> [Task requirements]: The answer must be every line from the entries below that includes "value".

(Collected data)
****************
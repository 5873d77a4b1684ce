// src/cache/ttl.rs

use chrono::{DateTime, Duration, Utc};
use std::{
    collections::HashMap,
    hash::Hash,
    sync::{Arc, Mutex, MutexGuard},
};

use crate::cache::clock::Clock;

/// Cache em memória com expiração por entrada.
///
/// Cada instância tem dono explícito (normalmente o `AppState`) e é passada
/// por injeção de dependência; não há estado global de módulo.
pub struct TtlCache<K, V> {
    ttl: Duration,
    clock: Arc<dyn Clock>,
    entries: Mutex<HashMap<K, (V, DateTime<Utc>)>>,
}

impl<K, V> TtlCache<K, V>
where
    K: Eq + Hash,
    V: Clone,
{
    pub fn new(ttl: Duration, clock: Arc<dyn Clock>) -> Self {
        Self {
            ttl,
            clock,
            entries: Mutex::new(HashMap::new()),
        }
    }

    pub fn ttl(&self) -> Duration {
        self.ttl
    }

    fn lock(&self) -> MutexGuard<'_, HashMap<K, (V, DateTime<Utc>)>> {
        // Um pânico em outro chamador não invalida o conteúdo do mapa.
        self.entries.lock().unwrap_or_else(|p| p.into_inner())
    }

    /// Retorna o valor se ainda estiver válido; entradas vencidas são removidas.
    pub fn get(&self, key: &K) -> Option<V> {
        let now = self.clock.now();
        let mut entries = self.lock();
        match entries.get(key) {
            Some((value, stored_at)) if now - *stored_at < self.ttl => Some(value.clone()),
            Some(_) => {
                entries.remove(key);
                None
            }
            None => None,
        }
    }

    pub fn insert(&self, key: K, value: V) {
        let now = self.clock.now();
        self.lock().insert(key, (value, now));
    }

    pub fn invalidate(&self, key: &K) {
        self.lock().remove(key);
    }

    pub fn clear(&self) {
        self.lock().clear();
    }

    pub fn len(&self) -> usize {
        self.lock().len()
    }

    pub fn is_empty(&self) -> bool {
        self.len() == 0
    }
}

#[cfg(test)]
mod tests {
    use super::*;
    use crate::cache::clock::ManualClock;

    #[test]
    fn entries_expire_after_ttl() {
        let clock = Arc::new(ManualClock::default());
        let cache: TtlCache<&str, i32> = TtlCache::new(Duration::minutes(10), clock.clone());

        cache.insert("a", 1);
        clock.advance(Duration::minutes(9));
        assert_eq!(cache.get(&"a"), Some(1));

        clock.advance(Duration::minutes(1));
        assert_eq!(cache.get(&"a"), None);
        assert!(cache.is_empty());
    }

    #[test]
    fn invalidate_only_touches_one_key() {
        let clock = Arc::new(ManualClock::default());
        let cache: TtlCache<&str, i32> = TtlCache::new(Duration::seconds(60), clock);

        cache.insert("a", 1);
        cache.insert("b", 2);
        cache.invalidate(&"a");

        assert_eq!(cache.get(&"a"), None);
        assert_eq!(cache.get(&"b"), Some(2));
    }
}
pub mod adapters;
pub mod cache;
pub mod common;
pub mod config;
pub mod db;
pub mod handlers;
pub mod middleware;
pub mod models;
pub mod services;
****************
> [Exercise response]:
            Some((value, stored_at)) if now - *stored_at < self.ttl => Some(value.clone()),
    pub fn insert(&self, key: K, value: V) {
        self.lock().insert(key, (value, now));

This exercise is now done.